*** Working data Section Begins ***
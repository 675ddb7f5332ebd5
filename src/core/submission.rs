//! Bulk enrollment: one concurrent request per selected formation.
//!
//! A submission round resolves the bearer token, fans out one task per id on a
//! [`JoinSet`], waits for every task to settle and then clears the selection,
//! whatever the individual outcomes were. Failed ids are not retried; the user
//! re-selects them for another round.
//!
//! Known race: an id added while a round is in flight is wiped by the final clear.

use crate::adapters::http::{ApiClient, GENERIC_FAILURE};
use crate::core::events::{EventBus, NoticeKind};
use crate::core::selection::IdSelection;
use crate::domain::model::{OutcomeStatus, ReportStatus, SubmissionOutcome, SubmissionReport};
use crate::domain::ports::CredentialSource;
use crate::utils::error::{Result, SyncError};
use std::collections::HashMap;
use std::sync::Arc;
use tokio::sync::watch;
use tokio::task::JoinSet;

pub struct BulkSubmissionCoordinator {
    store: IdSelection,
    client: ApiClient,
    credentials: Arc<dyn CredentialSource>,
    submitting: Arc<watch::Sender<bool>>,
    events: EventBus,
}

/// Resets the in-flight flag when the round ends, including on early return.
struct SubmittingGuard<'a>(&'a watch::Sender<bool>);

impl Drop for SubmittingGuard<'_> {
    fn drop(&mut self) {
        self.0.send_replace(false);
    }
}

impl BulkSubmissionCoordinator {
    pub fn new(
        store: IdSelection,
        client: ApiClient,
        credentials: Arc<dyn CredentialSource>,
        events: EventBus,
    ) -> Self {
        let (submitting, _) = watch::channel(false);
        Self {
            store,
            client,
            credentials,
            submitting: Arc::new(submitting),
            events,
        }
    }

    pub fn is_submitting(&self) -> bool {
        *self.submitting.borrow()
    }

    pub fn subscribe_submitting(&self) -> watch::Receiver<bool> {
        self.submitting.subscribe()
    }

    pub fn store(&self) -> &IdSelection {
        &self.store
    }

    pub async fn submit(&self) -> Result<SubmissionReport> {
        if self.is_submitting() {
            self.events
                .emit(NoticeKind::Info, "Enrollment is already in progress");
            return Err(SyncError::SubmissionInProgress);
        }
        if self.store.is_empty() {
            self.events.emit(NoticeKind::Info, "Your selection is empty");
            return Err(SyncError::EmptySelection);
        }

        let acquired = self.submitting.send_if_modified(|running| {
            if *running {
                false
            } else {
                *running = true;
                true
            }
        });
        if !acquired {
            return Err(SyncError::SubmissionInProgress);
        }
        let _guard = SubmittingGuard(&self.submitting);

        let token = match self.credentials.token().await {
            Some(token) if !token.trim().is_empty() => token,
            _ => {
                tracing::warn!("Submission aborted: no credential available");
                self.events
                    .emit(NoticeKind::Error, "You must be signed in to enroll");
                return Err(SyncError::Unauthorized);
            }
        };

        let ids = self.store.ids();
        tracing::info!("Submitting {} enrollments", ids.len());

        let mut tasks = JoinSet::new();
        let mut task_ids = HashMap::new();
        for id in &ids {
            let client = self.client.clone();
            let token = token.clone();
            let resource_id = id.clone();
            let handle = tasks.spawn(async move {
                let result = client.enroll(&token, &resource_id).await;
                (resource_id, result)
            });
            task_ids.insert(handle.id(), id.clone());
        }

        let mut settled: HashMap<String, SubmissionOutcome> = HashMap::with_capacity(ids.len());
        while let Some(joined) = tasks.join_next_with_id().await {
            let outcome = match joined {
                Ok((_, (id, Ok(())))) => SubmissionOutcome {
                    id,
                    status: OutcomeStatus::Success,
                    error_message: None,
                },
                Ok((_, (id, Err(reason)))) => {
                    tracing::warn!("Enrollment for '{}' failed: {}", id, reason);
                    SubmissionOutcome {
                        id,
                        status: OutcomeStatus::Failure,
                        error_message: Some(reason),
                    }
                }
                Err(join_error) => {
                    let id = task_ids.get(&join_error.id()).cloned().unwrap_or_default();
                    tracing::error!("Enrollment task for '{}' died: {}", id, join_error);
                    SubmissionOutcome {
                        id,
                        status: OutcomeStatus::Failure,
                        error_message: Some(GENERIC_FAILURE.to_string()),
                    }
                }
            };
            settled.insert(outcome.id.clone(), outcome);
        }

        // report in selection order
        let outcomes = ids
            .iter()
            .filter_map(|id| settled.remove(id))
            .collect();
        let report = SubmissionReport::from_outcomes(outcomes);

        self.store.clear();

        tracing::info!(
            "Submission finished: {} succeeded, {} failed",
            report.successful_count,
            report.failed_entries.len()
        );
        self.announce(&report);

        Ok(report)
    }

    fn announce(&self, report: &SubmissionReport) {
        match report.status() {
            ReportStatus::AllSucceeded => self.events.emit(
                NoticeKind::Success,
                format!("Enrolled in {} formation(s)", report.successful_count),
            ),
            ReportStatus::PartialFailure => {
                let failed: Vec<String> = report
                    .failed_entries
                    .iter()
                    .map(|f| format!("{} ({})", f.id, f.reason))
                    .collect();
                self.events.emit(
                    NoticeKind::Warning,
                    format!(
                        "Enrolled in {} formation(s); failed: {}",
                        report.successful_count,
                        failed.join(", ")
                    ),
                );
            }
            ReportStatus::TotalFailure => {
                let reason = report
                    .failed_entries
                    .first()
                    .map(|f| f.reason.as_str())
                    .unwrap_or(GENERIC_FAILURE);
                self.events.emit(
                    NoticeKind::Error,
                    format!("No enrollment went through: {}", reason),
                );
            }
        }
    }
}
*** Working data Section Ends ***
* What this task involves *
Your reply must be one number, namely the count of lines above that hold the string "announce".

* Task response *
2